# ACTIVITY
Count how many lines in the material below hold the word "NaiveDateTime"; the reply is that number alone.

# INPUT DATA
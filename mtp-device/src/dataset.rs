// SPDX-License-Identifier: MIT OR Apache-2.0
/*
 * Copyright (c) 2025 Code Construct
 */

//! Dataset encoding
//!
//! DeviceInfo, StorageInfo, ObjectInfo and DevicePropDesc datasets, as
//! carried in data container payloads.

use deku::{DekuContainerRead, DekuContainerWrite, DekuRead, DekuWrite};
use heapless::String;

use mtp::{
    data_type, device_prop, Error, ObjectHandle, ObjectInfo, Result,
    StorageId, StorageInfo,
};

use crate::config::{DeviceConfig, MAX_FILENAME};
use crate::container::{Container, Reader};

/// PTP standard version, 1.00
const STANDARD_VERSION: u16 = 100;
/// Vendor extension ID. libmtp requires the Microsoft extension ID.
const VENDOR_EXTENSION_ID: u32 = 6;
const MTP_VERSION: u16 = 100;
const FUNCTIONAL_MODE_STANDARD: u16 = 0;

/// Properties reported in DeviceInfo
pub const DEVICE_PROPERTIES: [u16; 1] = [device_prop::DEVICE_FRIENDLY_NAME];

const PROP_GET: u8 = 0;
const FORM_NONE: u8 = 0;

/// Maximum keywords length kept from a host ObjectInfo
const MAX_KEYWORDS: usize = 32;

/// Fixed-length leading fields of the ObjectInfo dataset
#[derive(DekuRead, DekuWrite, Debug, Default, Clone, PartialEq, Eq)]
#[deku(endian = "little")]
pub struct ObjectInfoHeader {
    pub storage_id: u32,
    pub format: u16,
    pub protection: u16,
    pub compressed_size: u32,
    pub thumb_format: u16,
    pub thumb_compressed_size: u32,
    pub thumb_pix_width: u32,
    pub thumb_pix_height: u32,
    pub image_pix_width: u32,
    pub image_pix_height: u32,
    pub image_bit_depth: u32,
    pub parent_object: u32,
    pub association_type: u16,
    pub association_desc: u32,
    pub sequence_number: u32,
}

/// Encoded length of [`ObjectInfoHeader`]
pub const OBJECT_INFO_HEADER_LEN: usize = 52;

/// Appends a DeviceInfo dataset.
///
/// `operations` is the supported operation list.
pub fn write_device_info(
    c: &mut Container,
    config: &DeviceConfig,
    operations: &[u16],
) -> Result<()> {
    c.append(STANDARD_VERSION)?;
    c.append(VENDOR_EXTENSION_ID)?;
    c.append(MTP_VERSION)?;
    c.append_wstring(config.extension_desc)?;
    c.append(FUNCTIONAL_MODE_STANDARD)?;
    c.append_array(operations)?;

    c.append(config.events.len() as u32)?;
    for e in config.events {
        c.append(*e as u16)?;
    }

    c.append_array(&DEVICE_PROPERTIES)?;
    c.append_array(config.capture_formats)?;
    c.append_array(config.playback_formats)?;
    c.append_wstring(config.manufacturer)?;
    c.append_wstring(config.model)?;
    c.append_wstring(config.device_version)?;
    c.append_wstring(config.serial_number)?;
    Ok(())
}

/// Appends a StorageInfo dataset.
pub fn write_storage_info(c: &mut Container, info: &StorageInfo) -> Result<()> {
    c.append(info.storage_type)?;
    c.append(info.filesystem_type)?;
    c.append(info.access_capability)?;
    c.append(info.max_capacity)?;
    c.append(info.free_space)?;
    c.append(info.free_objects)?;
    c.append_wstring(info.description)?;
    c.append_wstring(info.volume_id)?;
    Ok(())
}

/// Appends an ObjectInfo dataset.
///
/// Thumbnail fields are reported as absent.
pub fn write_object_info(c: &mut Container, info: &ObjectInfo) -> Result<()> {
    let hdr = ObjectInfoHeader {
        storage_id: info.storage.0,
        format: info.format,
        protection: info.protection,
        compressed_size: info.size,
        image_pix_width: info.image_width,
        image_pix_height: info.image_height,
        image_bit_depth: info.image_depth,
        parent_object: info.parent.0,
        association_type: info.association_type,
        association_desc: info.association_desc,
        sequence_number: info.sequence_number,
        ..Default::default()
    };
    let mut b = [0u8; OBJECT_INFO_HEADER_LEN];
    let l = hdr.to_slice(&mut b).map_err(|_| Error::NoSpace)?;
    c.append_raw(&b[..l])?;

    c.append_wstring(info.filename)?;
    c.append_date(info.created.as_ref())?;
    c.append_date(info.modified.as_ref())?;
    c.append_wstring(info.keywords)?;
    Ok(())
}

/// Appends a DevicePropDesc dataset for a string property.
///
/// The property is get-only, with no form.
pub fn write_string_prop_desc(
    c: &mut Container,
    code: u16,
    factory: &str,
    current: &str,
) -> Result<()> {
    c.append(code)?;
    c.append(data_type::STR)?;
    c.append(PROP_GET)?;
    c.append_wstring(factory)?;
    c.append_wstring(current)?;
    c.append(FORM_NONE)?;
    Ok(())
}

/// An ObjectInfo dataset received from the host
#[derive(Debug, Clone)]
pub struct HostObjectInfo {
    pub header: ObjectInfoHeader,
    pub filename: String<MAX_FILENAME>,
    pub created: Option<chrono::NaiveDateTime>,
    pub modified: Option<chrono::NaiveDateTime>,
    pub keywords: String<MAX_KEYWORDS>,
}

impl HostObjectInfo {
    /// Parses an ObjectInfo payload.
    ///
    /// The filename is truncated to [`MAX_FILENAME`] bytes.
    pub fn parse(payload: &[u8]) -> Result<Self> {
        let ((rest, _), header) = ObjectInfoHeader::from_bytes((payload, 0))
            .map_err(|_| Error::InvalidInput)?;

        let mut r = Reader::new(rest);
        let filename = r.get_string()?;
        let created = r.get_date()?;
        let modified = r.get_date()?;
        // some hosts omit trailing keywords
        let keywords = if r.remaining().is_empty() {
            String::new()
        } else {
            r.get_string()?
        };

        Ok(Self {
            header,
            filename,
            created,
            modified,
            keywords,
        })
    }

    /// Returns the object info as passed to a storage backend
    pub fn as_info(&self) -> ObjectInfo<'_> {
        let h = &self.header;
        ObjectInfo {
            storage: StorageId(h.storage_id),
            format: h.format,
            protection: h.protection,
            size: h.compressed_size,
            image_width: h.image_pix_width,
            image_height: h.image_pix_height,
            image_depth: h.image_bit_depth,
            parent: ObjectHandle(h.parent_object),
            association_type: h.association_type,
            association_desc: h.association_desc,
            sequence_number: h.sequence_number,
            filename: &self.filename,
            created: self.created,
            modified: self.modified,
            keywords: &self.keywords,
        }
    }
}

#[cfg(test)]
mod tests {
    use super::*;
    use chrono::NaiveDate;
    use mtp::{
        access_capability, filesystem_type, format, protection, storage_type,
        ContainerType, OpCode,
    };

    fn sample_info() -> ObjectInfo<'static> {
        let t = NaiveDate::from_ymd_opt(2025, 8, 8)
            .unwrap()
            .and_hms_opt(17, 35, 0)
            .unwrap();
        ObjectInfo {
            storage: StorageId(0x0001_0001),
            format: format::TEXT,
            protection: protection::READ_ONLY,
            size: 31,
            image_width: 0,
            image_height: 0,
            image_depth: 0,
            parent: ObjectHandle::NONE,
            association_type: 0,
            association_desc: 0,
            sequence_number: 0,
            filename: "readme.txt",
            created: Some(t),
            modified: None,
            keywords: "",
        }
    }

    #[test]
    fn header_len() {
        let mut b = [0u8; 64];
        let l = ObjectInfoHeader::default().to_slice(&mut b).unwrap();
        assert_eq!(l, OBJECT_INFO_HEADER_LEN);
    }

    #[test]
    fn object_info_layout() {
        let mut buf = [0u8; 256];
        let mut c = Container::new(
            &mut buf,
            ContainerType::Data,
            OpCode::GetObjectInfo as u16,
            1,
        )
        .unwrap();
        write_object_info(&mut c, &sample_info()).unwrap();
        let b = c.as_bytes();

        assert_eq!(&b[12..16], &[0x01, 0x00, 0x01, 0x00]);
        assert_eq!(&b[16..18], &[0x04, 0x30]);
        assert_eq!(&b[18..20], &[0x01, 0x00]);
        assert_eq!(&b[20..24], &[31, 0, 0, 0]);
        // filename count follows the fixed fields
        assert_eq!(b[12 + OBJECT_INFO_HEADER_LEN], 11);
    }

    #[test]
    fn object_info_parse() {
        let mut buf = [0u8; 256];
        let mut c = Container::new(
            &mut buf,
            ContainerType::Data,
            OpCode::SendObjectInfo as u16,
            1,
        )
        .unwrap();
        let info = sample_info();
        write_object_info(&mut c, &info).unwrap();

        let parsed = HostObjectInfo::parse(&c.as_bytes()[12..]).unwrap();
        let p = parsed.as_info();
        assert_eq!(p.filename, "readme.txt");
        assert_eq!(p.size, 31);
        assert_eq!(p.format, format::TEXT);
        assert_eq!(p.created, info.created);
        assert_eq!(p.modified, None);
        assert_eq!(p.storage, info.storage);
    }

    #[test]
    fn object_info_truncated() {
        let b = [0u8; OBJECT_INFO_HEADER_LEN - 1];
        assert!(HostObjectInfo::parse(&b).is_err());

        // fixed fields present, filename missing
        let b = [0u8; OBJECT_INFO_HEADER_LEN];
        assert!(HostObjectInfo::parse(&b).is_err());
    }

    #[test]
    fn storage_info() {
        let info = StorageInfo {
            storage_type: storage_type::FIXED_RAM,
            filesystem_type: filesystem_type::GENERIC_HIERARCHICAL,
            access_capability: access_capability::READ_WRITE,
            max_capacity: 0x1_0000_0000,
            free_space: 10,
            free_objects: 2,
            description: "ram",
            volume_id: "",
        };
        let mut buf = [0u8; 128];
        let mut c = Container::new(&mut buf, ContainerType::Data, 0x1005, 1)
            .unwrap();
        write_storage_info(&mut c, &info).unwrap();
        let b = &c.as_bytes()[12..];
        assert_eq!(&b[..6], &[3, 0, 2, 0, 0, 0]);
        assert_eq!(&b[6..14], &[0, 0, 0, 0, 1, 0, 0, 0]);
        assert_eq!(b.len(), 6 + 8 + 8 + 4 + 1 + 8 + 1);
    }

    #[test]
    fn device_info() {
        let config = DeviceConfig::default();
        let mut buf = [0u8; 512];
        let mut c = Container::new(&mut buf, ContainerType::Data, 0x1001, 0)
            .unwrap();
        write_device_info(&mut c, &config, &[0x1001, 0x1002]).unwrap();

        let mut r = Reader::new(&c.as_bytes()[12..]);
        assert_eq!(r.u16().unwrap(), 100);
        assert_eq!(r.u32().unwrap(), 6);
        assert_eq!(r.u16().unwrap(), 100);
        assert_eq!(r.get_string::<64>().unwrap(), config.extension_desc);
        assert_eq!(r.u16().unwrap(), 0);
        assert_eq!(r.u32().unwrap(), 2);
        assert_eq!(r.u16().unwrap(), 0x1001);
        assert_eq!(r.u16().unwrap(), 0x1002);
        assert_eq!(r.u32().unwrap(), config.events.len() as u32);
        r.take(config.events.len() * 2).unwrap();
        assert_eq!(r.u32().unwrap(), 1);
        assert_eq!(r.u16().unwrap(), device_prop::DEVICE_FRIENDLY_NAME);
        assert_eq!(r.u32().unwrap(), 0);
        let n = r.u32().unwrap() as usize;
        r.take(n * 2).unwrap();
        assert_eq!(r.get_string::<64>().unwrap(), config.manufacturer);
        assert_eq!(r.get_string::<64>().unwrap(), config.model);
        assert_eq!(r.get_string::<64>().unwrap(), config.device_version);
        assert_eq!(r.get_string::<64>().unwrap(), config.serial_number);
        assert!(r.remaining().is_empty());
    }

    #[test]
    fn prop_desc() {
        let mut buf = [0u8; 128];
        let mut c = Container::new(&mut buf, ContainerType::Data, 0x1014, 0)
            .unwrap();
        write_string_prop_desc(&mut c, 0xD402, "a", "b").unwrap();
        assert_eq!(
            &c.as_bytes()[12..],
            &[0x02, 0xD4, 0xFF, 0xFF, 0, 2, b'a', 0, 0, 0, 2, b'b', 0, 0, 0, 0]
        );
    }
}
--
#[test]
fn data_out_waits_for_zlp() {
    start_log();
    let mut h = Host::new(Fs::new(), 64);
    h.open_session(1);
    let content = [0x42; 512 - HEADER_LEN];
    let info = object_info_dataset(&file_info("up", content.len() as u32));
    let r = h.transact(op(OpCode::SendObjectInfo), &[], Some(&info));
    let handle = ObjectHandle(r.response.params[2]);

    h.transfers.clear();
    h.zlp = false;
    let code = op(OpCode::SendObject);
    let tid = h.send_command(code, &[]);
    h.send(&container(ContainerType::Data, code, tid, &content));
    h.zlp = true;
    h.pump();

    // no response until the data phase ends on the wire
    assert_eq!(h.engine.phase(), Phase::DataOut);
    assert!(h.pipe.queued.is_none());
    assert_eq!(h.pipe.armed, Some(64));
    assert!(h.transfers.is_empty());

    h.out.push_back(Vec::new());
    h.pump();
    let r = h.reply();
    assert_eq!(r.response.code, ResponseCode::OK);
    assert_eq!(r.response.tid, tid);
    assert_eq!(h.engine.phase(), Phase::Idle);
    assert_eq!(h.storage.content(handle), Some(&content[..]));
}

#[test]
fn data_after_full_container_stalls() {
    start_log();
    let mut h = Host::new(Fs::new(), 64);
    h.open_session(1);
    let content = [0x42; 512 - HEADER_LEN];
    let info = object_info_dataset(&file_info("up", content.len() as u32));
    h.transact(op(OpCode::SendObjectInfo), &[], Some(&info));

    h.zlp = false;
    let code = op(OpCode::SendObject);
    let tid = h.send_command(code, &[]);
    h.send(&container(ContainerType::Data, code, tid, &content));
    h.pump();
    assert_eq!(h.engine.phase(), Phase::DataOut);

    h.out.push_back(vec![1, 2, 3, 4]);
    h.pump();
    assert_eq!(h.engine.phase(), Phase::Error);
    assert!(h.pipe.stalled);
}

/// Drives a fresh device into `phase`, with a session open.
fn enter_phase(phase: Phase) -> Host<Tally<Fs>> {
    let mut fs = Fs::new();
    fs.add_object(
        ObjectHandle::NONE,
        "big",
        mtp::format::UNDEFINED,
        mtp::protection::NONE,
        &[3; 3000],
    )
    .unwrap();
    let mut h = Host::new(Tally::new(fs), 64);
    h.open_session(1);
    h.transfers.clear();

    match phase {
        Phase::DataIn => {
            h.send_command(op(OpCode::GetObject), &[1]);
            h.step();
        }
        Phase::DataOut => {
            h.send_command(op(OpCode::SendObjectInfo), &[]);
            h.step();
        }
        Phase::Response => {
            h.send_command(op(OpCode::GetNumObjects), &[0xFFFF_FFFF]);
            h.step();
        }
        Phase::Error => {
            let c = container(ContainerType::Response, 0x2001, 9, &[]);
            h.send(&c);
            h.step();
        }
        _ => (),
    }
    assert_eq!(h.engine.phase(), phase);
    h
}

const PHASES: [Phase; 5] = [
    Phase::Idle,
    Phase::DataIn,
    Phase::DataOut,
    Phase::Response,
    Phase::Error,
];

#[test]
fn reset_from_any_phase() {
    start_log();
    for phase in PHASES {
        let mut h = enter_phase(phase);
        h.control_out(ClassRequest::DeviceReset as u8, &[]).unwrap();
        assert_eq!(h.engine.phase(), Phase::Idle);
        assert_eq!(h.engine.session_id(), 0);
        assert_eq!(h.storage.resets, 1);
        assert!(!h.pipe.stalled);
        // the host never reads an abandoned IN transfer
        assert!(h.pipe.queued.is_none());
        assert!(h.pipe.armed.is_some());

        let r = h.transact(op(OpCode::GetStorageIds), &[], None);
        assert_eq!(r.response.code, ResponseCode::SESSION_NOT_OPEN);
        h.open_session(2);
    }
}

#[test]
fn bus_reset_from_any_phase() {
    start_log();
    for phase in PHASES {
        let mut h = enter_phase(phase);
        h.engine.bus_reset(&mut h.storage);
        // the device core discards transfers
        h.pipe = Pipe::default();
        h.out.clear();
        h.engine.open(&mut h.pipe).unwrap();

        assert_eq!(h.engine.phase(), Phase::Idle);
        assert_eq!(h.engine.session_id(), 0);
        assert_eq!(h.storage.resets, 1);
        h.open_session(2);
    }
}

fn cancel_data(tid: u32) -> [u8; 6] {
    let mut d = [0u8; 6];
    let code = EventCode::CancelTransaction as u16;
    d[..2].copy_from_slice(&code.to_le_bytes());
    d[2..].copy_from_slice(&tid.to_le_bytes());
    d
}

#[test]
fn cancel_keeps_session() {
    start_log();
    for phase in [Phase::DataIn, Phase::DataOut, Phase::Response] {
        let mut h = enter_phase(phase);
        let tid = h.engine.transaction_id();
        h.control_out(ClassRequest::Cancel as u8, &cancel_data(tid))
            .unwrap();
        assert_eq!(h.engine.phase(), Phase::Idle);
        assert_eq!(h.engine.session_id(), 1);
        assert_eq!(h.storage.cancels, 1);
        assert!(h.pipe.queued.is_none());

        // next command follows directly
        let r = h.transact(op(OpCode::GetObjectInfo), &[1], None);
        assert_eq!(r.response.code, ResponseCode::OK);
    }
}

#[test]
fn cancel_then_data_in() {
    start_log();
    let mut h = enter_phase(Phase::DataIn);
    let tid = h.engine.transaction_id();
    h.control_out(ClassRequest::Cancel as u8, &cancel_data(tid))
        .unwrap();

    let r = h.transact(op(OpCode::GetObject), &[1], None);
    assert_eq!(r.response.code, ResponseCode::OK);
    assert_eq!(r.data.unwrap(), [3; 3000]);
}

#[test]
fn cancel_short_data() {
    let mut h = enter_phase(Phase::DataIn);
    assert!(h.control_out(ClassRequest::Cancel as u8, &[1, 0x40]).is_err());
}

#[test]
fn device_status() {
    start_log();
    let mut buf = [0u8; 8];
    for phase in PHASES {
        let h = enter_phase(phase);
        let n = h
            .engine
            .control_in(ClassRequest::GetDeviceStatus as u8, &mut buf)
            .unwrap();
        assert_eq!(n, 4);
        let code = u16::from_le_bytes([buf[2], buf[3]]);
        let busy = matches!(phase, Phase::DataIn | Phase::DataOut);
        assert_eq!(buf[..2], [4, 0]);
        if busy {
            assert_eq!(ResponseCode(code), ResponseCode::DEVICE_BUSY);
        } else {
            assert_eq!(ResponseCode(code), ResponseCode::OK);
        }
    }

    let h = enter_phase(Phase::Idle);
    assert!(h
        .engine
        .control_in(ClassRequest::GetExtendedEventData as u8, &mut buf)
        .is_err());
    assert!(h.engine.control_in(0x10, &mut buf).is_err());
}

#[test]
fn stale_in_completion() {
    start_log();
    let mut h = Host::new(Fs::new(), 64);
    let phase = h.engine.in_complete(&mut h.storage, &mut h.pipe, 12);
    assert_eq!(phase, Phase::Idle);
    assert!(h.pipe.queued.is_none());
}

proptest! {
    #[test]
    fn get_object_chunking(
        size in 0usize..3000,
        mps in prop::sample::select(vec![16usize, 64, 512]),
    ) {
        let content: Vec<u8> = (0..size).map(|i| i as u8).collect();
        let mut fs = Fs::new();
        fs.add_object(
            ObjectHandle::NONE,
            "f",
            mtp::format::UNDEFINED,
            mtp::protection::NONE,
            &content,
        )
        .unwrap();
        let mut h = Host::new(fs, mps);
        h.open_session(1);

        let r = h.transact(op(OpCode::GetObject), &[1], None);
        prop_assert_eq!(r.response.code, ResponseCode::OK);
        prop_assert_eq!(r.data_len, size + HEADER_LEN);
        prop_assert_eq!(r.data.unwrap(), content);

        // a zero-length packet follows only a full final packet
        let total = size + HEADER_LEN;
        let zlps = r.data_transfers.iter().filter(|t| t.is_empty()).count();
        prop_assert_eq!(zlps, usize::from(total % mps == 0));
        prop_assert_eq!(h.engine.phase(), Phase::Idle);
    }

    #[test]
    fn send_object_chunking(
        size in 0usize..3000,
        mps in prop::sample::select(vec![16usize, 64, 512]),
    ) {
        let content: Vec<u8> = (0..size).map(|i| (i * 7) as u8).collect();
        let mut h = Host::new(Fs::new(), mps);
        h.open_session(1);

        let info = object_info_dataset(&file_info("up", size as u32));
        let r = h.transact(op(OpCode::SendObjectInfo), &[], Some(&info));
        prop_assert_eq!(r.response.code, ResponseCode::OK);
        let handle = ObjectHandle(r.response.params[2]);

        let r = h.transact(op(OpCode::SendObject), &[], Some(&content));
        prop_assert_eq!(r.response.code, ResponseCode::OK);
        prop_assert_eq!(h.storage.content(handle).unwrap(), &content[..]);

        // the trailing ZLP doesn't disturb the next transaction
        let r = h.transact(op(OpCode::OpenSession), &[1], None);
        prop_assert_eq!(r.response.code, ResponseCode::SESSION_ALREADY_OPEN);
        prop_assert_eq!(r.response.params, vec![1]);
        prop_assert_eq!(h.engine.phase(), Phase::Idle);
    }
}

# EXERCISE RESPONSE
2